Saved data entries
★ ★ ★ ★

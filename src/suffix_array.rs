//! Suffix array construction and LCP computation.
//!
//! Implements O(n log n) suffix array construction using prefix doubling
//! with counting-sort rounds, and O(n) LCP computation using Kasai's
//! algorithm.
//!
//! No terminator byte is appended to the text. A position whose `+k` offset
//! falls past the end of the text contributes an absent second key
//! (`None`), which orders below every real rank; on a shared prefix the
//! shorter suffix therefore sorts first, giving a total, deterministic
//! order without a sentinel character.

use crate::types::{validate_suffix_array, IndexError, MAX_TEXT_LEN};

/// Suffix index over an immutable byte text.
///
/// Holds the suffix array, its inverse (rank array), and the LCP array.
/// All three are computed once at construction; the index is rebuilt from
/// scratch if the text changes.
#[derive(Debug, Clone)]
pub struct SuffixIndex {
    text: Vec<u8>,
    suffix_array: Vec<usize>,
    rank: Vec<usize>,
    lcp: Vec<usize>,
}

impl SuffixIndex {
    /// Build an index for `text`.
    ///
    /// Returns [`IndexError::TextTooLong`] if `text` exceeds the range
    /// addressable by [`crate::types::Position`].
    pub fn build(text: Vec<u8>) -> Result<Self, IndexError> {
        if text.len() > MAX_TEXT_LEN {
            return Err(IndexError::TextTooLong {
                len: text.len(),
                max: MAX_TEXT_LEN,
            });
        }

        let suffix_array = build_suffix_array(&text);
        Ok(Self::from_parts(text, suffix_array))
    }

    /// Assemble an index from parts built elsewhere.
    ///
    /// The caller guarantees `suffix_array` is valid for `text`; the
    /// parallel builder uses this after producing an identical array.
    pub(crate) fn from_parts(text: Vec<u8>, suffix_array: Vec<usize>) -> Self {
        debug_assert!(validate_suffix_array(text.len(), &suffix_array).is_ok());
        let rank = rank_of(&suffix_array);
        let lcp = lcp_from_parts(&text, &suffix_array, &rank);
        Self {
            text,
            suffix_array,
            rank,
            lcp,
        }
    }

    /// The indexed text.
    pub fn text(&self) -> &[u8] {
        &self.text
    }

    /// Text length in bytes.
    pub fn len(&self) -> usize {
        self.text.len()
    }

    /// Whether the indexed text is empty.
    pub fn is_empty(&self) -> bool {
        self.text.is_empty()
    }

    /// The suffix array: `suffix_array()[i]` is the starting position of
    /// the i-th lexicographically smallest suffix.
    pub fn suffix_array(&self) -> &[usize] {
        &self.suffix_array
    }

    /// The rank array, inverse of the suffix array:
    /// `rank()[suffix_array()[i]] == i`.
    pub fn rank(&self) -> &[usize] {
        &self.rank
    }

    /// The LCP array: `lcp()[i]` is the length of the longest common
    /// prefix of the suffixes at `suffix_array()[i - 1]` and
    /// `suffix_array()[i]`; `lcp()[0]` is 0 by convention.
    pub fn lcp(&self) -> &[usize] {
        &self.lcp
    }

    /// The suffix at sorted position `i`.
    pub fn suffix(&self, i: usize) -> &[u8] {
        &self.text[self.suffix_array[i]..]
    }
}

/// Build the suffix array for `text` using prefix doubling with
/// counting-sort rounds.
///
/// Round 0 buckets positions by first byte; each following round sorts by
/// the pair (class, class at offset k) in O(n) via a stable counting sort,
/// then assigns fresh dense classes by scanning the sorted order. The loop
/// stops once every position sits in its own class.
///
/// Time complexity: O(n log n)
/// Space complexity: O(n)
pub fn build_suffix_array(text: &[u8]) -> Vec<usize> {
    let n = text.len();
    if n == 0 {
        return Vec::new();
    }

    // Round 0: counting sort over the byte alphabet.
    let mut bucket = [0usize; 257];
    for &b in text {
        bucket[b as usize + 1] += 1;
    }
    for i in 1..257 {
        bucket[i] += bucket[i - 1];
    }
    let mut sa = vec![0usize; n];
    for (pos, &b) in text.iter().enumerate() {
        sa[bucket[b as usize]] = pos;
        bucket[b as usize] += 1;
    }

    // Dense initial classes: positions share a class iff their first bytes
    // are equal.
    let mut class = vec![0usize; n];
    let mut num_classes = 1;
    class[sa[0]] = 0;
    for i in 1..n {
        if text[sa[i]] != text[sa[i - 1]] {
            num_classes += 1;
        }
        class[sa[i]] = num_classes - 1;
    }

    let mut order = vec![0usize; n];
    let mut next_class = vec![0usize; n];
    let mut k = 1;

    while num_classes < n {
        // Order positions by second key. Positions whose +k offset runs
        // past the end carry the absent (smallest) second key and go
        // first; the rest follow in the order their +k position occupies
        // in the current suffix array.
        let mut idx = 0;
        for pos in (n - k)..n {
            order[idx] = pos;
            idx += 1;
        }
        for &pos in &sa {
            if pos >= k {
                order[idx] = pos - k;
                idx += 1;
            }
        }

        // Stable counting sort by first-key class; stability preserves the
        // second-key order established above.
        let mut counts = vec![0usize; num_classes + 1];
        for &pos in &order {
            counts[class[pos] + 1] += 1;
        }
        for i in 1..=num_classes {
            counts[i] += counts[i - 1];
        }
        for &pos in &order {
            sa[counts[class[pos]]] = pos;
            counts[class[pos]] += 1;
        }

        // Fresh dense classes from the pair (class, class at +k). The new
        // table is written separately and swapped in afterward, so the
        // keys being compared never alias the table being written.
        let pair_key = |pos: usize| -> (usize, Option<usize>) {
            (class[pos], if pos + k < n { Some(class[pos + k]) } else { None })
        };

        next_class[sa[0]] = 0;
        num_classes = 1;
        for i in 1..n {
            if pair_key(sa[i]) != pair_key(sa[i - 1]) {
                num_classes += 1;
            }
            next_class[sa[i]] = num_classes - 1;
        }
        std::mem::swap(&mut class, &mut next_class);

        k *= 2;
    }

    sa
}

/// Build the inverse permutation of a suffix array.
pub fn rank_of(sa: &[usize]) -> Vec<usize> {
    let mut rank = vec![0usize; sa.len()];
    for (i, &pos) in sa.iter().enumerate() {
        rank[pos] = i;
    }
    rank
}

/// Build the LCP array for `text` and a suffix array built elsewhere.
///
/// `lcp[i]` is the length of the longest common prefix of the suffixes at
/// `sa[i - 1]` and `sa[i]`; `lcp[0]` is 0.
///
/// Validates that `sa` is a permutation of `0..text.len()` and returns
/// [`IndexError::InvalidSuffixArray`] otherwise.
pub fn build_lcp_array(text: &[u8], sa: &[usize]) -> Result<Vec<usize>, IndexError> {
    validate_suffix_array(text.len(), sa)?;
    let rank = rank_of(sa);
    Ok(lcp_from_parts(text, sa, &rank))
}

/// Kasai's algorithm over a pre-validated suffix array / rank array pair.
///
/// Walks positions in text order, carrying the running match length `h`.
/// When moving from position `i` to `i + 1` the LCP with the sorted
/// predecessor shrinks by at most one, so `h` is decremented rather than
/// recomputed, giving O(n) total character comparisons.
///
/// Time complexity: O(n)
pub(crate) fn lcp_from_parts(text: &[u8], sa: &[usize], rank: &[usize]) -> Vec<usize> {
    let n = text.len();
    let mut lcp = vec![0usize; n];
    let mut h = 0usize;

    for i in 0..n {
        if rank[i] == 0 {
            // Lexicographically smallest suffix has no predecessor.
            h = 0;
            continue;
        }

        let j = sa[rank[i] - 1];

        while i + h < n && j + h < n && text[i + h] == text[j + h] {
            h += 1;
        }

        lcp[rank[i]] = h;

        if h > 0 {
            h -= 1;
        }
    }

    lcp
}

★ ★ ★ ★

Lines above that have "crate": copy each of them.

- ANSWER BELOW -
use crate::types::{validate_suffix_array, IndexError, MAX_TEXT_LEN};
    /// addressable by [`crate::types::Position`].
    pub(crate) fn from_parts(text: Vec<u8>, suffix_array: Vec<usize>) -> Self {
pub(crate) fn lcp_from_parts(text: &[u8], sa: &[usize], rank: &[usize]) -> Vec<usize> {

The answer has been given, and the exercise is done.